- Developer: Monster Games
- Publisher: Monster Games
- Platforms: Microsoft Windows PlayStation 4 Xbox One
- Release: ConsolesNA: February 14, 2020; Windows NA: February 21, 2020;
- Genre: Racing
- Modes: Single-player, multiplayer

= Tony Stewart's Sprint Car Racing =

2020 racing video game

Tony Stewart's Sprint Car Racing is a sprint car racing video game developed and published by Monster Games in collaboration with sprint car and NASCAR team owner and former driver Tony Stewart.
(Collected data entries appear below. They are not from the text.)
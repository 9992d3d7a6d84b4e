//! Build command - build a project's artifacts from nestle.toml

use anyhow::{Context, Result};
use nestle_build::{topological_order, BuildReport, Builder, Project};
use nestle_config::{Config, ConfigLoader};
use std::path::PathBuf;
use tracing::info;

/// Build command arguments
#[derive(Debug, Default)]
pub struct BuildArgs {
    /// Project directory (defaults to current directory)
    pub project_dir: Option<PathBuf>,
    /// Working directory override
    pub work_dir: Option<PathBuf>,
    /// JSON output
    pub json: bool,
}

/// Run the build command
pub fn run(args: BuildArgs) -> Result<()> {
    let config = load_config(args.project_dir)?;
    let project = Project::from_config(&config).context("Failed to load artifacts")?;
    let work_dir = args
        .work_dir
        .unwrap_or_else(|| config.resolved_work_dir());

    info!(project = project.name(), work_dir = %work_dir.display(), "building");
    let report = Builder::new(&project, &work_dir)
        .build()
        .context("Build failed")?;

    if args.json {
        println!("{}", report.to_json().context("Failed to encode build report")?);
    } else {
        print_summary(&report);
    }
    Ok(())
}

/// Print artifact ids in build order, one per line
pub fn order(project_dir: Option<PathBuf>) -> Result<()> {
    let config = load_config(project_dir)?;
    let project = Project::from_config(&config).context("Failed to load artifacts")?;
    let ordered = topological_order(project.artifacts()).context("Invalid artifact graph")?;
    for artifact in ordered {
        println!("{}", artifact.id());
    }
    Ok(())
}

fn load_config(project_dir: Option<PathBuf>) -> Result<Config> {
    let start = match project_dir {
        Some(dir) => dir,
        None => std::env::current_dir().context("Failed to read current directory")?,
    };
    ConfigLoader::new()
        .load_from_directory(&start)
        .with_context(|| format!("Failed to load nestle.toml from {}", start.display()))
}

fn print_summary(report: &BuildReport) {
    println!("Built {} in {}ms", report.project, report.elapsed_ms);
    for artifact in &report.artifacts {
        let signed = if artifact.signed { " (signed)" } else { "" };
        println!(
            "  {:<16} {:<18} {} entries  {}{}",
            artifact.id,
            artifact.kind.to_string(),
            artifact.entries,
            artifact.output.display(),
            signed
        );
    }
}
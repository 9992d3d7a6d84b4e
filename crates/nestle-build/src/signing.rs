//! Post-build signing hook
//!
//! Signing is opaque to the build: a signer receives the finished archive's
//! absolute path and either succeeds or fails the build.

use crate::error::{BuildError, BuildResult};
use std::fmt::Debug;
use std::path::Path;
use std::process::{Command, Stdio};
use tracing::{debug, info};

pub trait ArchiveSigner: Send + Sync + Debug {
    fn sign(&self, archive: &Path) -> BuildResult<()>;
}

/// Runs an external program with the archive path appended
#[derive(Debug, Clone, PartialEq, Eq)]
pub struct CommandSigner {
    program: String,
    args: Vec<String>,
}

impl CommandSigner {
    pub fn new(program: impl Into<String>, args: Vec<String>) -> Self {
        Self {
            program: program.into(),
            args,
        }
    }

    /// Split a `[program, args...]` list; `None` when empty
    pub fn from_command(command: &[String]) -> Option<Self> {
        let (program, args) = command.split_first()?;
        Some(Self::new(program.clone(), args.to_vec()))
    }

    pub fn program(&self) -> &str {
        &self.program
    }
}

impl ArchiveSigner for CommandSigner {
    fn sign(&self, archive: &Path) -> BuildResult<()> {
        let archive = archive
            .canonicalize()
            .map_err(|e| BuildError::io(archive, e))?;
        debug!(program = %self.program, archive = %archive.display(), "signing");

        let output = Command::new(&self.program)
            .args(&self.args)
            .arg(&archive)
            .stdout(Stdio::piped())
            .stderr(Stdio::piped())
            .output()
            .map_err(|e| BuildError::signing(&archive, format!("{}: {}", self.program, e)))?;

        if !output.status.success() {
            let stderr = String::from_utf8_lossy(&output.stderr);
            let status = output
                .status
                .code()
                .map_or_else(|| "terminated by signal".to_string(), |c| format!("exit code {}", c));
            return Err(BuildError::signing(
                &archive,
                format!("{} failed with {}: {}", self.program, status, stderr.trim()),
            ));
        }

        info!(archive = %archive.display(), "signed");
        Ok(())
    }
}

#[cfg(test)]
mod tests {
    use super::*;

    #[test]
    fn test_from_command_splits_program() {
        let signer = CommandSigner::from_command(&["jarsigner".into(), "-storepass".into(), "x".into()])
            .unwrap();
        assert_eq!(signer.program(), "jarsigner");
        assert_eq!(signer.args, vec!["-storepass", "x"]);
        assert!(CommandSigner::from_command(&[]).is_none());
    }

    #[cfg(unix)]
    #[test]
    fn test_non_zero_exit_is_an_error() {
        let temp = tempfile::NamedTempFile::new().unwrap();
        let signer = CommandSigner::new("false", Vec::new());
        let err = signer.sign(temp.path()).unwrap_err();
        assert!(matches!(err, BuildError::Signing { .. }));
    }

    #[cfg(unix)]
    #[test]
    fn test_successful_command() {
        let temp = tempfile::NamedTempFile::new().unwrap();
        let signer = CommandSigner::new("true", Vec::new());
        assert!(signer.sign(temp.path()).is_ok());
    }
}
It was released for the PlayStation 4 and Xbox One on February 14, 2020 and on Microsoft Windows on February 21, 2020. The game had a sequel released in the same year, Tony Stewart's All American Racing, also produced by Monster Games.

== Gameplay ==
Tony Stewart's Sprint Car Racing is a racing simulator, where players can race three different types of sprint cars through 24 fantasy tracks. In career mode, players start in the All-Star TQ Midgets and have to race their way up to the 410 Winged Sprint Cars in the All Star Circuit of Champions. There is also a 24-player online mode and an offline split-screen mode for multiplayer.

== Reviews ==
Game Informer gave the game a 70% score.